The U.S. House of Representatives previously passed the bill by a vote of 384 to 38; shortly after, President Biden signed this needed legislation into law. For decades, the Victims of Crime Act has provided critical funding to victims’ service organizations and direct compensation to victims of crime, including those in Idaho.
This new law ensures all fines, even those from non-prosecution agreements, go to help victims.
I co-sponsored the Senate version of the measure (S. 611) along with a large, bipartisan group of 63 senators, including fellow U.S. Senator for Idaho Jim Risch. I also voted in favor of an amendment offered by Senator Pat Toomey (R-Pennsylvania) to the VOCA Fix Act that would go a step further in protecting the funds from being used for other budgetary purposes that cloud federal accounting.
Unfortunately, Senator Toomey’s amendment was not adopted. While more must be done to ensure this fund is not subject to federal budgetary gimmicks, enactment of the VOCA Fix Act will help ensure the funds actually go to victims of crimes.
The Crime Victims Fund (CVF) was created in 1984 as part of VOCA to ensure survivors have the resources they need to take care of expenses related to the crime they suffered. Expenses include medical bills, counseling, lost wages, funeral costs and more.
The CVF provides grants to states and local communities to establish crime victim programs that can get the funding to where it is needed most.
The CVF is primarily financed by criminal fines, so funding fluctuates annually. Deposits into the CVF are historically low due in large part to greater use of deferred prosecutions and non-prosecution agreements. In Idaho, federal VOCA funds for programs have dropped by around 65 percent since Fiscal Year 2018, according to the Idaho Council on Domestic Violence and Victim Assistance.
This has resulted in victims’ service providers in our state and across our country facing catastrophic cuts in their VOCA grants.
The enacted VOCA Fix Act addresses these issues by directing revenues collected from deferred prosecution and non-prosecution agreements to be deposited into the CVF, rather than the U.S. Treasury’s General Fund.

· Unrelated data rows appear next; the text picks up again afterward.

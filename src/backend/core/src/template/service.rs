//! Template registration and lookup over the persistence trait.

use std::sync::Arc;

use serde_json::Value;

use super::{render, ParamMap, TaskTemplate};
use crate::error::{ErrorCode, Result, TaskHubError};
use crate::store::TemplateStore;

/// Service facade over template storage plus rendering.
pub struct TemplateService {
    store: Arc<dyn TemplateStore>,
}

impl TemplateService {
    pub fn new(store: Arc<dyn TemplateStore>) -> Self {
        Self { store }
    }

    pub async fn register(&self, body: &Value) -> Result<TaskTemplate> {
        let tpl = TaskTemplate::from_body(body)?;
        self.store.upsert_template(&tpl.to_row()).await?;
        Ok(tpl)
    }

    pub async fn get(&self, template_id: &str) -> Result<TaskTemplate> {
        let row = self
            .store
            .get_template(template_id)
            .await?
            .ok_or_else(|| TaskHubError::not_found("template", template_id))?;
        TaskTemplate::from_row(&row)
    }

    pub async fn delete(&self, template_id: &str) -> Result<()> {
        if !self.store.delete_template(template_id).await? {
            return Err(TaskHubError::not_found("template", template_id));
        }
        Ok(())
    }

    pub async fn list(&self) -> Result<Vec<TaskTemplate>> {
        let rows = self.store.list_templates().await?;
        rows.iter().map(TaskTemplate::from_row).collect()
    }

    /// Resolve + render in one step, as used by the cron scheduler, the
    /// Template strategy, and the render endpoint.
    pub async fn render_by_id(&self, template_id: &str, params: &Value) -> Result<Value> {
        let tpl = self.get(template_id).await?;
        let map: ParamMap = match params {
            Value::Object(m) => m.clone(),
            Value::Null => ParamMap::new(),
            _ => return Err(TaskHubError::new(ErrorCode::InvalidParam, "params must be a JSON object")),
        };
        render(&tpl, &map)
    }
}

#[cfg(test)]
mod tests {
    use super::*;
    use crate::store::MemoryStore;
    use serde_json::json;

    fn service() -> TemplateService {
        TemplateService::new(Arc::new(MemoryStore::new()))
    }

    #[tokio::test]
    async fn register_get_render_delete() {
        let svc = service();
        svc.register(&json!({
            "template_id": "tpl-1",
            "name": "echo",
            "task_json_template": {"task": {"id": "t", "exec_type": "Shell", "exec_command": "echo {{msg}}"}},
            "schema": [{"name": "msg", "type": "string", "required": true}]
        }))
        .await
        .unwrap();

        let rendered = svc.render_by_id("tpl-1", &json!({"msg": "hello"})).await.unwrap();
        assert_eq!(rendered["task"]["exec_command"], "echo hello");

        svc.delete("tpl-1").await.unwrap();
        assert!(svc.get("tpl-1").await.is_err());
    }

    #[tokio::test]
    async fn unknown_template_is_not_found() {
        let svc = service();
        let err = svc.render_by_id("ghost", &json!({})).await.unwrap_err();
        assert_eq!(err.code(), ErrorCode::TemplateNotFound);
    }
}
//! End-to-end DAG engine tests against the assembled facade with the
//! in-memory store.

use std::sync::Arc;
use std::time::{Duration, Instant};

use serde_json::json;
use taskhub_core::app::TaskHub;
use taskhub_core::config::Config;
use taskhub_core::execution::ReqwestSender;
use taskhub_core::prelude::*;

fn facade(pool_workers: usize) -> Arc<TaskHub> {
    let store = Arc::new(MemoryStore::new());
    let hub = TaskHub::new(Config::default(), store.clone(), store, Arc::new(ReqwestSender));
    hub.pool.start(pool_workers);
    hub
}

fn status_of(result: &DagResult, id: &str) -> Option<TaskStatus> {
    result
        .task_results
        .iter()
        .find(|(task_id, _)| task_id.value == id)
        .map(|(_, r)| r.status)
}

#[tokio::test]
async fn diamond_with_skip_downstream() {
    let hub = facade(4);

    // a -> b, a -> c, b -> d, c -> d; b fails.
    let body = json!({
        "name": "diamond",
        "config": { "fail_policy": "SkipDownstream", "max_parallel": 4 },
        "tasks": [
            { "id": "a", "exec_type": "Shell", "exec_command": "echo a" },
            { "id": "b", "exec_type": "Shell", "exec_command": "exit 7", "deps": ["a"] },
            { "id": "c", "exec_type": "Shell", "exec_command": "echo c", "deps": ["a"] },
            { "id": "d", "exec_type": "Shell", "exec_command": "echo d", "deps": ["b", "c"] },
        ]
    });

    let result = hub.run_dag(body, "manual").await;
    assert!(!result.success);
    assert_eq!(status_of(&result, "a"), Some(TaskStatus::Success));
    assert_eq!(status_of(&result, "b"), Some(TaskStatus::Failed));
    assert_eq!(status_of(&result, "c"), Some(TaskStatus::Success));
    assert_eq!(status_of(&result, "d"), Some(TaskStatus::Skipped));

    let (total, success, failed, skipped) = result.summary();
    assert_eq!((total, success, failed, skipped), (4, 2, 1, 1));

    // Persistence mirrors the outcome.
    let filter = QueryFilter { run_id: Some(result.run_id.clone()), limit: 10, ..Default::default() };
    let runs = hub.run_store.query_runs(&filter).await.unwrap();
    assert_eq!(runs[0].failed_count, 1);
    assert_eq!(runs[0].skipped_count, 1);

    let tasks = hub.run_store.query_task_runs(&filter).await.unwrap();
    let skipped_row = tasks.iter().find(|t| t.task_id == "d").unwrap();
    assert_eq!(skipped_row.status, 4);
    assert!(skipped_row.message.contains("skip_downstream upstream=b"));

    hub.shutdown().await;
}

#[tokio::test]
async fn fail_fast_short_circuits_chain() {
    let hub = facade(2);

    let body = json!({
        "config": { "fail_policy": "FailFast", "max_parallel": 1 },
        "tasks": [
            { "id": "a", "exec_type": "Shell", "exec_command": "sleep 0.3" },
            { "id": "b", "exec_type": "Shell", "exec_command": "false", "deps": ["a"] },
            { "id": "c", "exec_type": "Shell", "exec_command": "echo c", "deps": ["b"] },
            { "id": "d", "exec_type": "Shell", "exec_command": "echo d", "deps": ["c"] },
        ]
    });

    let started = Instant::now();
    let result = hub.run_dag(body, "manual").await;
    assert!(!result.success);
    assert_eq!(result.message, "dag failed");
    // Returns promptly after b's failure: nothing downstream ran.
    assert!(started.elapsed() < Duration::from_secs(5));

    assert_eq!(status_of(&result, "a"), Some(TaskStatus::Success));
    assert_eq!(status_of(&result, "b"), Some(TaskStatus::Failed));
    assert_eq!(status_of(&result, "c"), None);
    assert_eq!(status_of(&result, "d"), None);

    let filter = QueryFilter { run_id: Some(result.run_id.clone()), limit: 10, ..Default::default() };
    let runs = hub.run_store.query_runs(&filter).await.unwrap();
    assert!(runs[0].failed_count >= 1);

    hub.shutdown().await;
}

#[tokio::test]
async fn nested_dag_completes_on_single_worker_pool() {
    let hub = facade(1);

    let inner = json!([
        { "id": "x", "exec_type": "Shell", "exec_command": "echo x" },
        { "id": "y", "exec_type": "Shell", "exec_command": "echo y" },
    ]);
    let body = json!({
        "config": { "max_parallel": 1 },
        "tasks": [{
            "id": "outer",
            "exec_type": "Dag",
            "exec_params": {
                "tasks": inner.to_string(),
                "config": json!({"max_parallel": 2}).to_string(),
            }
        }]
    });

    let result = tokio::time::timeout(Duration::from_secs(15), hub.run_dag(body, "manual"))
        .await
        .expect("nested dag deadlocked");
    assert!(result.success, "outer dag failed: {}", result.message);
    assert_eq!(status_of(&result, "outer"), Some(TaskStatus::Success));

    hub.shutdown().await;
}

#[tokio::test]
async fn every_node_reaches_exactly_one_terminal_status() {
    let hub = facade(4);

    let body = json!({
        "config": { "fail_policy": "SkipDownstream", "max_parallel": 3 },
        "tasks": [
            { "id": "t1", "exec_type": "Shell", "exec_command": "echo 1" },
            { "id": "t2", "exec_type": "Shell", "exec_command": "exit 1" },
            { "id": "t3", "exec_type": "Shell", "exec_command": "echo 3", "deps": ["t1"] },
            { "id": "t4", "exec_type": "Shell", "exec_command": "echo 4", "deps": ["t2"] },
            { "id": "t5", "exec_type": "Shell", "exec_command": "echo 5", "deps": ["t3", "t4"] },
        ]
    });

    let result = hub.run_dag(body, "manual").await;
    let (total, success, failed, skipped) = result.summary();
    assert_eq!(total, 5);
    assert_eq!(success + failed + skipped, 5);
    for r in result.task_results.values() {
        assert!(r.status.is_terminal());
    }

    hub.shutdown().await;
}

#[tokio::test]
async fn cycle_and_missing_dep_rejected_before_any_node_runs() {
    let hub = facade(2);

    let cyclic = json!({
        "tasks": [
            { "id": "a", "exec_type": "Shell", "exec_command": "echo a", "deps": ["b"] },
            { "id": "b", "exec_type": "Shell", "exec_command": "echo b", "deps": ["a"] },
        ]
    });
    let result = hub.run_dag(cyclic, "manual").await;
    assert!(!result.success);
    assert!(result.message.contains("cycle"));
    assert!(result.task_results.is_empty());

    let dangling = json!({
        "tasks": [{ "id": "a", "exec_type": "Shell", "exec_command": "echo a", "deps": ["ghost"] }]
    });
    let result = hub.run_dag(dangling, "manual").await;
    assert!(!result.success);
    assert!(result.message.contains("ghost"));

    hub.shutdown().await;
}

#[tokio::test]
async fn nesting_depth_limit_fails_runaway_recursion() {
    let hub = facade(2);

    // A dag whose only task is itself a Dag with an absurd declared depth.
    let body = json!({
        "_nesting_depth": 20,
        "tasks": [{
            "id": "outer",
            "exec_type": "Dag",
            "exec_params": { "tasks": "[{\"id\":\"x\",\"exec_type\":\"Shell\",\"exec_command\":\"echo x\"}]" }
        }]
    });

    let result = hub.run_dag(body, "manual").await;
    assert!(!result.success);
    let outer = result.task_results.values().next().unwrap();
    assert!(outer.message.contains("nesting depth exceeded"));

    hub.shutdown().await;
}
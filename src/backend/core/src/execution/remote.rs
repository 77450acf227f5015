//! Remote execution: pick a worker, push the task to it, parse the result.

use std::sync::Arc;
use std::time::{Duration, Instant};

use async_trait::async_trait;
use serde_json::Value;
use tracing::{info, warn};

use super::ExecutionStrategy;
use crate::runner::ExecutionContext;
use crate::task::{build_request_json, parse_task_result, TaskExecType, TaskResult};
use crate::worker::WorkerRegistry;

/// Cooldown applied to a worker after a failed dispatch.
const DISPATCH_COOLDOWN: Duration = Duration::from_secs(10);

/// Dispatch timeout when the task carries no deadline.
const DEFAULT_DISPATCH_TIMEOUT: Duration = Duration::from_secs(30);

/// Minimal outbound HTTP contract: POST a JSON body, get status + body
/// back. Production uses [`ReqwestSender`]; tests substitute mocks.
#[async_trait]
pub trait HttpSender: Send + Sync {
    async fn post_json(&self, url: &str, body: &Value, timeout: Duration) -> std::io::Result<(u16, Value)>;
}

/// [`HttpSender`] backed by reqwest.
pub struct ReqwestSender;

#[async_trait]
impl HttpSender for ReqwestSender {
    async fn post_json(&self, url: &str, body: &Value, timeout: Duration) -> std::io::Result<(u16, Value)> {
        let client = reqwest::Client::builder()
            .timeout(timeout)
            .build()
            .map_err(|e| std::io::Error::new(std::io::ErrorKind::Other, e))?;
        let resp = client
            .post(url)
            .json(body)
            .send()
            .await
            .map_err(|e| std::io::Error::new(std::io::ErrorKind::ConnectionRefused, e))?;
        let status = resp.status().as_u16();
        let body = resp.json::<Value>().await.unwrap_or(Value::Null);
        Ok((status, body))
    }
}

/// Pushes a task to a selected worker's `/api/worker/execute` endpoint.
pub struct RemoteStrategy {
    registry: Arc<WorkerRegistry>,
    sender: Arc<dyn HttpSender>,
    /// This node's own worker id when running in worker mode; never
    /// dispatch to ourselves.
    self_worker_id: Option<String>,
}

impl RemoteStrategy {
    pub fn new(registry: Arc<WorkerRegistry>, sender: Arc<dyn HttpSender>, self_worker_id: Option<String>) -> Self {
        Self { registry, sender, self_worker_id }
    }

    /// The pushed task must carry a concrete exec type the worker can run;
    /// `inner_exec_type` overrides, defaulting to Shell.
    fn inner_config(ctx: &ExecutionContext<'_>) -> crate::task::TaskConfig {
        let mut inner = ctx.cfg.clone();
        let inner_type = ctx.get("inner_exec_type", "Shell");
        inner.exec_type = TaskExecType::parse(&inner_type);
        inner.exec_params.remove("inner_exec_type");
        inner
    }
}

#[async_trait]
impl ExecutionStrategy for RemoteStrategy {
    async fn execute(&self, ctx: &ExecutionContext<'_>) -> TaskResult {
        let cfg = ctx.cfg;
        let start = Instant::now();

        if ctx.is_canceled() {
            return ctx.canceled("canceled before remote dispatch");
        }
        if ctx.is_timeout() {
            return ctx.timeout("timeout before remote dispatch");
        }

        let Some(worker) = self.registry.pick_for_queue(&cfg.queue, self.self_worker_id.as_deref()) else {
            let mut r = ctx.fail("no worker");
            r.metadata.insert("retryable".into(), "true".into());
            return r;
        };

        let url = format!("http://{}:{}/api/worker/execute", worker.host, worker.port);
        let body = build_request_json(&Self::inner_config(ctx));
        let timeout = ctx.remaining().unwrap_or(DEFAULT_DISPATCH_TIMEOUT);

        info!(task = %cfg.id, worker = %worker.id, url = %url, "remote dispatch");
        let mut r = match self.sender.post_json(&url, &body, timeout).await {
            Ok((status, resp)) if (200..300).contains(&status) => parse_task_result(&resp),
            Ok((status, _)) => {
                if status >= 500 {
                    self.registry.mark_dispatch_failure(&worker.id, DISPATCH_COOLDOWN);
                }
                let mut r = ctx.fail(format!("worker returned http {status}"));
                r.metadata.insert("retryable".into(), "true".into());
                r
            }
            Err(e) => {
                warn!(task = %cfg.id, worker = %worker.id, error = %e, "remote dispatch failed");
                self.registry.mark_dispatch_failure(&worker.id, DISPATCH_COOLDOWN);
                let mut r = if ctx.is_timeout() {
                    ctx.timeout("remote dispatch timed out")
                } else {
                    ctx.fail(format!("remote dispatch error: {e}"))
                };
                r.metadata.insert("retryable".into(), "true".into());
                r
            }
        };

        r.worker_id = worker.id;
        r.worker_host = worker.host;
        r.worker_port = worker.port;
        if r.duration_ms <= 0 {
            r.duration_ms = start.elapsed().as_millis() as i64;
        }
        r
    }
}
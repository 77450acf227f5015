//! Single-task commands.

use anyhow::Result;
use clap::Subcommand;
use serde_json::{json, Value};

use crate::client::ApiClient;
use crate::output::{print_json, print_ok, print_table, task_status_name, OutputFormat};

#[derive(Subcommand)]
pub enum TaskCommands {
    /// Submit a single task
    Submit {
        /// Logical task id
        id: String,
        /// Execution type (shell, http, local, script, remote)
        #[arg(long, default_value = "shell")]
        exec_type: String,
        /// Command / URL / handler key
        #[arg(long)]
        command: String,
        /// Timeout in milliseconds (0 = none)
        #[arg(long, default_value_t = 0)]
        timeout_ms: i64,
        /// Retry count
        #[arg(long, default_value_t = 0)]
        retries: u32,
        /// Queue name
        #[arg(long, default_value = "")]
        queue: String,
    },
    /// List recent task runs
    List {
        #[arg(long, default_value_t = 50)]
        limit: usize,
    },
    /// Show one task run by logical id
    Show { id: String },
    /// Cancel a running task
    Cancel { id: String },
    /// Page a task's log records
    Logs {
        id: String,
        #[arg(long)]
        run_id: Option<String>,
        #[arg(long, default_value_t = 1)]
        from: u64,
        #[arg(long, default_value_t = 200)]
        limit: usize,
    },
}

pub async fn run(client: &ApiClient, format: OutputFormat, cmd: TaskCommands) -> Result<()> {
    match cmd {
        TaskCommands::Submit { id, exec_type, command, timeout_ms, retries, queue } => {
            let body = json!({
                "id": id,
                "exec_type": exec_type,
                "exec_command": command,
                "timeout_ms": timeout_ms,
                "retry_count": retries,
                "queue": queue,
            });
            let data = client.post("/api/tasks", &body).await?;
            print_ok(&format!("submitted, run_id={}", data["run_id"].as_str().unwrap_or("?")));
        }
        TaskCommands::List { limit } => {
            let data = client.get(&format!("/api/tasks?limit={limit}")).await?;
            let data = with_status_names(data);
            match format {
                OutputFormat::Json => print_json(&data),
                OutputFormat::Table => {
                    print_table(&data, &["task_id", "run_id", "exec_type", "status_name", "duration_ms", "message"])
                }
            }
        }
        TaskCommands::Show { id } => {
            let data = client.get(&format!("/api/tasks/{id}")).await?;
            print_json(&data);
        }
        TaskCommands::Cancel { id } => {
            client.post(&format!("/api/tasks/{id}/cancel"), &json!({})).await?;
            print_ok("cancel flag set");
        }
        TaskCommands::Logs { id, run_id, from, limit } => {
            let mut path = format!("/api/tasks/logs?task_id={id}&from={from}&limit={limit}");
            if let Some(run_id) = run_id {
                path.push_str(&format!("&run_id={run_id}"));
            }
            let data = client.get(&path).await?;
            match format {
                OutputFormat::Json => print_json(&data),
                OutputFormat::Table => {
                    print_table(&data["records"], &["seq", "ts_ms", "level", "stream", "message"]);
                    println!("next_from: {}", data["next_from"]);
                }
            }
        }
    }
    Ok(())
}

fn with_status_names(mut data: Value) -> Value {
    if let Some(rows) = data.as_array_mut() {
        for row in rows {
            let status = row.get("status").and_then(Value::as_i64).unwrap_or(-1);
            row["status_name"] = Value::String(task_status_name(status).to_string());
        }
    }
    data
}
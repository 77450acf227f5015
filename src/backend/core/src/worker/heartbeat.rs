//! Worker-mode heartbeat client.
//!
//! When this node runs as a remote worker it registers with the master and
//! then heartbeats on an interval, re-registering whenever the master
//! answers 404 (master restarted and lost the membership).

use std::sync::atomic::{AtomicBool, AtomicU32, Ordering};
use std::sync::Arc;
use std::time::Duration;

use serde_json::json;
use tokio::task::JoinHandle;
use tracing::{info, warn};

/// Static identity and wiring for one worker.
#[derive(Debug, Clone)]
pub struct HeartbeatSettings {
    pub master_host: String,
    pub master_port: u16,
    pub worker_id: String,
    pub worker_host: String,
    pub worker_port: u16,
    pub queues: Vec<String>,
    pub labels: Vec<String>,
    pub max_running_tasks: u32,
    pub interval: Duration,
}

pub struct HeartbeatClient {
    settings: HeartbeatSettings,
    running_tasks: Arc<AtomicU32>,
    stop: Arc<AtomicBool>,
    handle: parking_lot::Mutex<Option<JoinHandle<()>>>,
}

impl HeartbeatClient {
    pub fn new(settings: HeartbeatSettings, running_tasks: Arc<AtomicU32>) -> Self {
        Self { settings, running_tasks, stop: Arc::new(AtomicBool::new(false)), handle: parking_lot::Mutex::new(None) }
    }

    pub fn start(&self) {
        let mut guard = self.handle.lock();
        if guard.is_some() {
            return;
        }

        let settings = self.settings.clone();
        let running = Arc::clone(&self.running_tasks);
        let stop = Arc::clone(&self.stop);

        info!(
            master = %format!("{}:{}", settings.master_host, settings.master_port),
            worker_id = %settings.worker_id,
            interval_ms = settings.interval.as_millis() as u64,
            "worker heartbeat client starting"
        );

        *guard = Some(tokio::spawn(async move {
            let base = format!("http://{}:{}", settings.master_host, settings.master_port);
            let client = match reqwest::Client::builder().timeout(Duration::from_secs(5)).build() {
                Ok(c) => c,
                Err(e) => {
                    warn!(error = %e, "heartbeat client build failed");
                    return;
                }
            };
            let mut registered = false;

            while !stop.load(Ordering::Acquire) {
                if !registered {
                    let body = json!({
                        "id": settings.worker_id,
                        "host": settings.worker_host,
                        "port": settings.worker_port,
                        "queues": settings.queues,
                        "labels": settings.labels,
                        "running_tasks": running.load(Ordering::Relaxed),
                        "max_running_tasks": settings.max_running_tasks,
                    });
                    match client.post(format!("{base}/api/workers/register")).json(&body).send().await {
                        Ok(resp) if resp.status().is_success() => {
                            info!(worker_id = %settings.worker_id, "worker registered");
                            registered = true;
                        }
                        Ok(resp) => warn!(status = resp.status().as_u16(), "worker register failed"),
                        Err(e) => warn!(error = %e, "worker register failed"),
                    }
                    if !registered {
                        tokio::time::sleep(settings.interval).await;
                        continue;
                    }
                }

                let body = json!({
                    "id": settings.worker_id,
                    "running_tasks": running.load(Ordering::Relaxed),
                });
                match client.post(format!("{base}/api/workers/heartbeat")).json(&body).send().await {
                    Ok(resp) if resp.status().as_u16() == 404 => {
                        // Master no longer knows us; re-register next tick.
                        warn!(worker_id = %settings.worker_id, "master lost registration, will re-register");
                        registered = false;
                    }
                    Ok(resp) if !resp.status().is_success() => {
                        warn!(status = resp.status().as_u16(), "heartbeat rejected");
                    }
                    Ok(_) => {}
                    Err(e) => warn!(error = %e, "heartbeat send failed"),
                }

                tokio::time::sleep(settings.interval).await;
            }
        }));
    }

    pub async fn stop(&self) {
        self.stop.store(true, Ordering::Release);
        let handle = self.handle.lock().take();
        if let Some(h) = handle {
            h.abort();
            let _ = h.await;
        }
    }
}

Leading up to enactment of the VOCA Fix Act, I co-led bipartisan letters to Senate appropriators encouraging the use of the CVF exclusively for victims. I have also been proud to serve as the Republican lead on numerous pieces of legislation to advance strong protections of victims of violence and abuse.
This includes the most recent Violence Against Women Act (VAWA) reauthorization enacted in March 2013. Although the program’s authorization lapsed in 2019, VAWA continues to provide grants to states, tribes, local governments, nonprofit organizations and universities to combat domestic violence.
Victims’ service providers, teachers, first responders, foster families, medical care providers, court advocates and many others working to protect and help children and others who are victims of violence, especially in Idaho, deserve praise.
They are bringing healing and hope to many throughout Idaho and deserve steady support. Enactment of the VOCA Fix Act is progress in ensuring every dollar collected for crime victims is used to help them rather than used to fund other projects unrelated to crime victims’ services.